[Saved entries]
= = =

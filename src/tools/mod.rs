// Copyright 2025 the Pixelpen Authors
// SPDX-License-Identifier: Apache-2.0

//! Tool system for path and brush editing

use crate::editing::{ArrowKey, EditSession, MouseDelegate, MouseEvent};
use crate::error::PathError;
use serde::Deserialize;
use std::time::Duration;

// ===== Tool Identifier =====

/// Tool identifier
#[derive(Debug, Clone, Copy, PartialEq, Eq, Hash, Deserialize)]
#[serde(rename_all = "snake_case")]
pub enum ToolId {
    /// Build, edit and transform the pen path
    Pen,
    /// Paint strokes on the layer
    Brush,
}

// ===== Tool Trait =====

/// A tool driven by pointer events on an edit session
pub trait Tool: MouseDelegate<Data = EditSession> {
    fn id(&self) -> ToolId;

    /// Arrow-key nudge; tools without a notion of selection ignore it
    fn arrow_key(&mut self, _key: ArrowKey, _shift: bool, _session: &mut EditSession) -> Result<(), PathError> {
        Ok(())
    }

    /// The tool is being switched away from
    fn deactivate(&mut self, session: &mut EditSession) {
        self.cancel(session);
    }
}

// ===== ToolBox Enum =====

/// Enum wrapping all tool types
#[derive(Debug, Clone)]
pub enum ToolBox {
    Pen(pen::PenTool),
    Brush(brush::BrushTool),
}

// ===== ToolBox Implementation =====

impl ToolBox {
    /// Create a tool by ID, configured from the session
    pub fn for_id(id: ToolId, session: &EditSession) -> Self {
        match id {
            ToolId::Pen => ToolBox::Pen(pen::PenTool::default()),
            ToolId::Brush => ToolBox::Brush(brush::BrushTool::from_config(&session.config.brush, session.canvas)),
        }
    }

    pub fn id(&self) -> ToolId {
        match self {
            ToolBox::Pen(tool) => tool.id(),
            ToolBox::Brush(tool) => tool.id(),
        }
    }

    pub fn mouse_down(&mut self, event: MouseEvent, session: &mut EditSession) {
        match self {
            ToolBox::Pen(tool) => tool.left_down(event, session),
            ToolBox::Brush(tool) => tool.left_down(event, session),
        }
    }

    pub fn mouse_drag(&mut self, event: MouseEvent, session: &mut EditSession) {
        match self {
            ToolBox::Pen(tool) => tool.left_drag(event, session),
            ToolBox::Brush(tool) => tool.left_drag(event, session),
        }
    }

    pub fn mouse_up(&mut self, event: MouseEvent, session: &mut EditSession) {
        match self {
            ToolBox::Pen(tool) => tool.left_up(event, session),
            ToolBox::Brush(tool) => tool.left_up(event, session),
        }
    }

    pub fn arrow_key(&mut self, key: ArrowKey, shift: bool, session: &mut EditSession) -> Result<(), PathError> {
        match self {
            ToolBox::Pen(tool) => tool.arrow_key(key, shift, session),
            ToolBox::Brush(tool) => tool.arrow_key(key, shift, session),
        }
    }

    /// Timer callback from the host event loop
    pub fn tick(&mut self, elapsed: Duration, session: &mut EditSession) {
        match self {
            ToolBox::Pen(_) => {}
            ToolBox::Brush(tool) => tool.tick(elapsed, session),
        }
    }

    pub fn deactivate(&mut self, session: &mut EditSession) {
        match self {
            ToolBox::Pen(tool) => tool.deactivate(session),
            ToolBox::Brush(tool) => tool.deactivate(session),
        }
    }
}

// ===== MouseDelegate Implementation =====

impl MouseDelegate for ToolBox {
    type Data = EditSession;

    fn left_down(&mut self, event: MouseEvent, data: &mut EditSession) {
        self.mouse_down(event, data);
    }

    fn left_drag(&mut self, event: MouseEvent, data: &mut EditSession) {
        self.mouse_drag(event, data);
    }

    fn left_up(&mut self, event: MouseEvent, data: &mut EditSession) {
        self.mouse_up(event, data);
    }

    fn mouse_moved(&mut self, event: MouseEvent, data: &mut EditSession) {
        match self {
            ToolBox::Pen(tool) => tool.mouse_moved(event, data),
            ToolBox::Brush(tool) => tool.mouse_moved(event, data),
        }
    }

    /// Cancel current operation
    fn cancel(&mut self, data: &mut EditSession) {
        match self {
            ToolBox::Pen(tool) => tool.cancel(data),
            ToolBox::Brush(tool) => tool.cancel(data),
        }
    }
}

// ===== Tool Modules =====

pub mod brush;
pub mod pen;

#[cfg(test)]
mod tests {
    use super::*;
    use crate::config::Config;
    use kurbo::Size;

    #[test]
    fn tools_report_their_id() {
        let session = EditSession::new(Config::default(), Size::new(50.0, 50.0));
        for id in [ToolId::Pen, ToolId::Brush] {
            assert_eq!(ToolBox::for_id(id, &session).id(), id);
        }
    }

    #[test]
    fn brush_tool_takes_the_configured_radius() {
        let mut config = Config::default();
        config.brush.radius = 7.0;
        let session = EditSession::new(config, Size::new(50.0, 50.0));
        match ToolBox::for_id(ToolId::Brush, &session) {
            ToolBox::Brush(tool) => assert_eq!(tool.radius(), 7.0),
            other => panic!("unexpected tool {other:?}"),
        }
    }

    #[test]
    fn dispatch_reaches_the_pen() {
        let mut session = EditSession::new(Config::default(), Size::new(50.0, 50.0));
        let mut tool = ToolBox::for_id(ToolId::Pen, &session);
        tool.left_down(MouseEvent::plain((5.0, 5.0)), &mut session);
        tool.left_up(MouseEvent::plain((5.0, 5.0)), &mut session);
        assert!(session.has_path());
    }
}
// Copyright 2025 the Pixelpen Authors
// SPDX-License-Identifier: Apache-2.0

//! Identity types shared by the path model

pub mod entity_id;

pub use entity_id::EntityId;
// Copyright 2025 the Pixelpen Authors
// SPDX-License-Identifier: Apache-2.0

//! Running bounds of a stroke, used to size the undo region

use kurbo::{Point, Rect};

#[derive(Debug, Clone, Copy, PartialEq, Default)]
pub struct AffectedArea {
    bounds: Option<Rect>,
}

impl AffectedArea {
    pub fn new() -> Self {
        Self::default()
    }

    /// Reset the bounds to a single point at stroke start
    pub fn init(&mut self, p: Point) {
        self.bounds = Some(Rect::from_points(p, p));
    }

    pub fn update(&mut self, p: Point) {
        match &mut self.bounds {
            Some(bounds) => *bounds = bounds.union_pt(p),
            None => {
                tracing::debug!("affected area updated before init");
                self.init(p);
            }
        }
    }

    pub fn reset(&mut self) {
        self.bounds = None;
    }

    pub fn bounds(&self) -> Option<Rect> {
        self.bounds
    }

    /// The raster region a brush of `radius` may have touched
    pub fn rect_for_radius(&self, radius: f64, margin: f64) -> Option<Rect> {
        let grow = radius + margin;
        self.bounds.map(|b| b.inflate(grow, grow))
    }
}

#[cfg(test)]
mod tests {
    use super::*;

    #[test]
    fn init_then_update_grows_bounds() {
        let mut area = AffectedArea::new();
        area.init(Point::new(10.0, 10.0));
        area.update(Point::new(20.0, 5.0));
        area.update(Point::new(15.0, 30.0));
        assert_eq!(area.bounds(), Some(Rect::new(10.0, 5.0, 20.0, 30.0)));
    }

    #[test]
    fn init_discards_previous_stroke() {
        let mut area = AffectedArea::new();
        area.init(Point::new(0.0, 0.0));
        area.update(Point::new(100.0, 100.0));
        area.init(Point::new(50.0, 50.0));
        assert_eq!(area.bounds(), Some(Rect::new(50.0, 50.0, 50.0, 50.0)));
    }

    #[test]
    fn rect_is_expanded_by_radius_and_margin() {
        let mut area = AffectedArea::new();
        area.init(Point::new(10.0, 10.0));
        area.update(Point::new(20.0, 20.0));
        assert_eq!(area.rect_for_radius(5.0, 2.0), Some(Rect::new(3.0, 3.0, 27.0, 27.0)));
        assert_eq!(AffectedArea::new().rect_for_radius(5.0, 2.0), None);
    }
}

= = =

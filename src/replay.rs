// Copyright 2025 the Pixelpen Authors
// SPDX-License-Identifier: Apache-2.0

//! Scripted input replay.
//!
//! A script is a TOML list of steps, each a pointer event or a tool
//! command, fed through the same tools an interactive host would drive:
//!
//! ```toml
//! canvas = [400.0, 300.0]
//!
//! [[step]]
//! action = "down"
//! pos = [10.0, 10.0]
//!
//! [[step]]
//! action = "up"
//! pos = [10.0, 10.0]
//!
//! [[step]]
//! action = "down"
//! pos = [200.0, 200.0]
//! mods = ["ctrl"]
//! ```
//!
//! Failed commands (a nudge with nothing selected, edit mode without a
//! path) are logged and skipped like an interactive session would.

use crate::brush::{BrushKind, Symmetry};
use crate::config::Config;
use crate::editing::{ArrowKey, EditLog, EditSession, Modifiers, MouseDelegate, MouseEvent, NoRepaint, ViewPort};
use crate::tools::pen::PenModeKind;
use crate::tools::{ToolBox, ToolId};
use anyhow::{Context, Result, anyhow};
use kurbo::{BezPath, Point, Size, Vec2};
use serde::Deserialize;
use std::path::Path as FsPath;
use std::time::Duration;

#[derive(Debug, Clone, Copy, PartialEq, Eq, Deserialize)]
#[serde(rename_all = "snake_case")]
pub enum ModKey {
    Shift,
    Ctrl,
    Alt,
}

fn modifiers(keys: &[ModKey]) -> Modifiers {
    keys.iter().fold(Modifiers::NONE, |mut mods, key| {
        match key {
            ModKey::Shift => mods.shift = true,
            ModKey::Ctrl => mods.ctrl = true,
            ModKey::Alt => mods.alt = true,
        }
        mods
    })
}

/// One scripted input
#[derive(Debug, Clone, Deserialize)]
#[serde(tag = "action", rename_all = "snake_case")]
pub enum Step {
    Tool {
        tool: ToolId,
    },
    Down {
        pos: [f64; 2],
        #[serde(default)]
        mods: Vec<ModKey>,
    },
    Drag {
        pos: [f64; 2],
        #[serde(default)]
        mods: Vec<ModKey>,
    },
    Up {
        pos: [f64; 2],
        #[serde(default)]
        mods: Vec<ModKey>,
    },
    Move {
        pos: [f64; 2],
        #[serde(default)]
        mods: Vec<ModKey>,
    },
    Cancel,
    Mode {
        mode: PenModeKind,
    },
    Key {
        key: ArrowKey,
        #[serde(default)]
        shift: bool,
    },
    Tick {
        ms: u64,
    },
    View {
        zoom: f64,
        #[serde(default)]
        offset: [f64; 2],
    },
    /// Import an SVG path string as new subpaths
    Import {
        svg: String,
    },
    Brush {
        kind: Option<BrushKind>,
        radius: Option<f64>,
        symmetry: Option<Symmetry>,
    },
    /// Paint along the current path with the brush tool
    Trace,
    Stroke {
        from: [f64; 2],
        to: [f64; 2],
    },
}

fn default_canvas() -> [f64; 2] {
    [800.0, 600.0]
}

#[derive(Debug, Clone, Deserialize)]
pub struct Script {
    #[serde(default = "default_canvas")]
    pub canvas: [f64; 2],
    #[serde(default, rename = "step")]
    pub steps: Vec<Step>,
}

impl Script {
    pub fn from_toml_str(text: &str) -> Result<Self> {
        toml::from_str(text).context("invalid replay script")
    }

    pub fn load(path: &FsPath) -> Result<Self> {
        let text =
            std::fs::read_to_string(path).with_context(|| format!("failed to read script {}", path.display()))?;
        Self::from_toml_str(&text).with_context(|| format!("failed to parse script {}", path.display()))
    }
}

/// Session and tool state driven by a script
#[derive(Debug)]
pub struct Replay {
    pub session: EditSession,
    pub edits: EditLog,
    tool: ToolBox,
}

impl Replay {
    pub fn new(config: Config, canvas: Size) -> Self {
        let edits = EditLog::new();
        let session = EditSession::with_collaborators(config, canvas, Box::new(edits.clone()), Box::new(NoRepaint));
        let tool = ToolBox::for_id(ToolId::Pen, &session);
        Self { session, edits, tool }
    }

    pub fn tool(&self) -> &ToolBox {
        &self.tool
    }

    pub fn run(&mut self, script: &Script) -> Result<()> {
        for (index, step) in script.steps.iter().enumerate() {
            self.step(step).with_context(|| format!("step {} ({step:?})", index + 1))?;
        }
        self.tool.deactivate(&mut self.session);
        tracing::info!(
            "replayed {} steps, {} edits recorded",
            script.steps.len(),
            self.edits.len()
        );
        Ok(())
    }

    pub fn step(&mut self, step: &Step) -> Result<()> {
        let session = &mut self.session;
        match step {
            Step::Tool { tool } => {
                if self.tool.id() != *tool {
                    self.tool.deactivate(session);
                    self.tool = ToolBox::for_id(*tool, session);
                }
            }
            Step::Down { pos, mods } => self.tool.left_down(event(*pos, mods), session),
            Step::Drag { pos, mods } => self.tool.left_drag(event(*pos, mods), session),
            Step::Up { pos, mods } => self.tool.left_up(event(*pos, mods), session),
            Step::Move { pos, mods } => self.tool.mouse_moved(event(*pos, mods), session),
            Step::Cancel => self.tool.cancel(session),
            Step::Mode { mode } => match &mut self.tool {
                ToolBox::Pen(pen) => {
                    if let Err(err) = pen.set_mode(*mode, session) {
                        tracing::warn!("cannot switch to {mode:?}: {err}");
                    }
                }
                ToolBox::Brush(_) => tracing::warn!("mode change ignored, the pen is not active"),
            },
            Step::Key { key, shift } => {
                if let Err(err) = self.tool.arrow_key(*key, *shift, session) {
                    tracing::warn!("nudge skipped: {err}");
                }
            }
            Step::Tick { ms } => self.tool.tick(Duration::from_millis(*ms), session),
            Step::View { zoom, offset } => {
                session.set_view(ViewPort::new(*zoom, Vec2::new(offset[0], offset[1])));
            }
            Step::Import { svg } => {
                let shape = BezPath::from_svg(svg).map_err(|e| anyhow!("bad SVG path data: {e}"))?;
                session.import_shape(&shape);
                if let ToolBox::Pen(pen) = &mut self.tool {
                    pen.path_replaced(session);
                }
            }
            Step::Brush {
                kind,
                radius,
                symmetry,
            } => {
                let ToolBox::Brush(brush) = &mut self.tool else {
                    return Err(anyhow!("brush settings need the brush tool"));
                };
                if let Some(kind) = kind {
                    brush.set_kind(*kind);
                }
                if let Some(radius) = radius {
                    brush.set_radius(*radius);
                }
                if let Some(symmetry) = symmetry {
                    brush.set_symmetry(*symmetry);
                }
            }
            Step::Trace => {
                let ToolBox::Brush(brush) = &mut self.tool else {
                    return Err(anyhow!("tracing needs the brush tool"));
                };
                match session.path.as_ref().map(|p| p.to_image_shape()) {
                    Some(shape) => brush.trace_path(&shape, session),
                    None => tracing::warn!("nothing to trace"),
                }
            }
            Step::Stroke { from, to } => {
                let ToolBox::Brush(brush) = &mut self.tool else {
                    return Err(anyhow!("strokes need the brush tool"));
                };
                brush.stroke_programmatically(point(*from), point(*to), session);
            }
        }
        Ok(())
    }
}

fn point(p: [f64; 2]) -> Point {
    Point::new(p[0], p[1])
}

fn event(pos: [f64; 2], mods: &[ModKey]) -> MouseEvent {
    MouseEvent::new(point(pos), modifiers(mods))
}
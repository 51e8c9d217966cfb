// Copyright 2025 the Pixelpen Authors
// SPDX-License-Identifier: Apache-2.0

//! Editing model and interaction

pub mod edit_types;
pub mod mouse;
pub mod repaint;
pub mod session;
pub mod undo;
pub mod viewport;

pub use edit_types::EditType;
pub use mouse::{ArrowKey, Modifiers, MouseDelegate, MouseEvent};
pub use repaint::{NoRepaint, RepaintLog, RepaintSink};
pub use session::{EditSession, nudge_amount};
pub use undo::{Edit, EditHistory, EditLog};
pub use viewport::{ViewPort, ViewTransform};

= = =

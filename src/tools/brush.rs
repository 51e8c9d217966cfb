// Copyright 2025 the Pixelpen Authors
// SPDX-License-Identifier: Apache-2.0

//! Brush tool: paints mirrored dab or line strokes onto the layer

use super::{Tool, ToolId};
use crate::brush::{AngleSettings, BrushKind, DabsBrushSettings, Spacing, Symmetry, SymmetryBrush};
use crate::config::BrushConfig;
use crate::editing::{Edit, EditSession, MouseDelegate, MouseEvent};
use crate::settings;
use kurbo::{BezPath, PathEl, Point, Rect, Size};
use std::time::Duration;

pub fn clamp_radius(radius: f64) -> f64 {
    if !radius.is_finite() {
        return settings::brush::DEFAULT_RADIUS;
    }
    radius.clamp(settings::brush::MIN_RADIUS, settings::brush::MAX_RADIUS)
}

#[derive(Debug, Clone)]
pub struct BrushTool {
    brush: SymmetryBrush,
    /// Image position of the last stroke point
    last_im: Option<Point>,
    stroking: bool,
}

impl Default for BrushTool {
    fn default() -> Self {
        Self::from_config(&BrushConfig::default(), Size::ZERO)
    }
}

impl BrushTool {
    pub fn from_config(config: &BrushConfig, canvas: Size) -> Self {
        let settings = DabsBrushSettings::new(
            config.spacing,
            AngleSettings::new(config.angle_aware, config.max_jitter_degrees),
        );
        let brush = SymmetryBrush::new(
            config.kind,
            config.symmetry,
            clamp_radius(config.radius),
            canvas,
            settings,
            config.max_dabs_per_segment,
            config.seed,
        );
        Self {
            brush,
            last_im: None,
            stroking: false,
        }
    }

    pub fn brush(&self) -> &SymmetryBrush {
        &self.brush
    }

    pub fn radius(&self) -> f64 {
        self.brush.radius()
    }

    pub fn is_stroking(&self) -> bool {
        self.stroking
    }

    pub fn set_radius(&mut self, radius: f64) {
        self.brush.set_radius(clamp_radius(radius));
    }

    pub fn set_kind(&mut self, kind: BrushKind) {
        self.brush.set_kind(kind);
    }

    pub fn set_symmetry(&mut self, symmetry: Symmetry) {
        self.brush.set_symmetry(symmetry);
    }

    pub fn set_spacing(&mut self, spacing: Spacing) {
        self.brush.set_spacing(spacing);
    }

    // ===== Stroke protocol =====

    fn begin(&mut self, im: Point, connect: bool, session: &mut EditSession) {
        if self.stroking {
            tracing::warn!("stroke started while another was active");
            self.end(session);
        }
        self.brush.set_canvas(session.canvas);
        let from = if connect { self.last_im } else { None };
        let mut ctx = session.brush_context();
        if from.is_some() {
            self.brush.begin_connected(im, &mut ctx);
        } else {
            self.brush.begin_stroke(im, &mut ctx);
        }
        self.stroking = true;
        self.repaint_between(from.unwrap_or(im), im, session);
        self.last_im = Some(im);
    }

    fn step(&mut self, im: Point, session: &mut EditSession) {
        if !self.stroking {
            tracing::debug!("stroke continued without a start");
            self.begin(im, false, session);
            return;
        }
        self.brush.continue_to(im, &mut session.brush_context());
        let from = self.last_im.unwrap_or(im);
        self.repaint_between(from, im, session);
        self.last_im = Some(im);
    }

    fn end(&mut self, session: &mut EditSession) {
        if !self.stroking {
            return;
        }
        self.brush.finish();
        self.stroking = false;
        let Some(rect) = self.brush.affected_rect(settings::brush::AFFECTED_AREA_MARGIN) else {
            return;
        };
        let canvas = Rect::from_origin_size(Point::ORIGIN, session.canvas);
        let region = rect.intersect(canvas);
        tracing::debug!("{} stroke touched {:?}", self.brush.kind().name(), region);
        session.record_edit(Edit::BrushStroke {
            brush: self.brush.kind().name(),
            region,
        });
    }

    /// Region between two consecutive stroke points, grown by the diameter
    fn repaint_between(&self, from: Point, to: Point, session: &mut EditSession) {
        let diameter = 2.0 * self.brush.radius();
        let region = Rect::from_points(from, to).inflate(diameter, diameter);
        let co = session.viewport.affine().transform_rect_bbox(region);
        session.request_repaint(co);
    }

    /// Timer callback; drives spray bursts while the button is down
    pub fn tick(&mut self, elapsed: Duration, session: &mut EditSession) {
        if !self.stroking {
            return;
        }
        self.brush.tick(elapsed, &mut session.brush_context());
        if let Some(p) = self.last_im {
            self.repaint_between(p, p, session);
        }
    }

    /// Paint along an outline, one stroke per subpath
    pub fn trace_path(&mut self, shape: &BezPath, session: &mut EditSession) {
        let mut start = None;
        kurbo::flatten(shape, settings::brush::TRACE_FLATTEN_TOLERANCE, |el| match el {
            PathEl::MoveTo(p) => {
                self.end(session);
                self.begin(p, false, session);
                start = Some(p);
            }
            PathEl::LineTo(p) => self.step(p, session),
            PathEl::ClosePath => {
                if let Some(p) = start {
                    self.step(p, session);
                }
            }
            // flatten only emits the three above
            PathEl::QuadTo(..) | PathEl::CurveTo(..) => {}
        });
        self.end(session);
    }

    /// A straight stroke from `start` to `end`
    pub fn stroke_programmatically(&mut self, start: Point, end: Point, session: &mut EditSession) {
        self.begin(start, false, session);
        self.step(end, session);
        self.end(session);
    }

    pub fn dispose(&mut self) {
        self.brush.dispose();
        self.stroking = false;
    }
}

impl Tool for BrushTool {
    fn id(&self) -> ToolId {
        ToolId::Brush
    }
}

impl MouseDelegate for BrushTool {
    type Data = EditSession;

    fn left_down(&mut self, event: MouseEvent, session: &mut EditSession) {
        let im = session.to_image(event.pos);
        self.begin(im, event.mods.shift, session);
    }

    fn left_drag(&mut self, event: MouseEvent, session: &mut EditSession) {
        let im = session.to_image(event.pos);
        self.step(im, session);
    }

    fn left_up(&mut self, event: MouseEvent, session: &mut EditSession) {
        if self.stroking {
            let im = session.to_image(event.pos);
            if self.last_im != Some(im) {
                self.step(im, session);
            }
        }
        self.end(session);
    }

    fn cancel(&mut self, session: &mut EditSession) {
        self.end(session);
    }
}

= = =

Only lines with the word "struct" are wanted; pull each of them from the records.

pub struct AffectedArea {
pub struct Script {
pub struct Replay {
pub struct BrushTool {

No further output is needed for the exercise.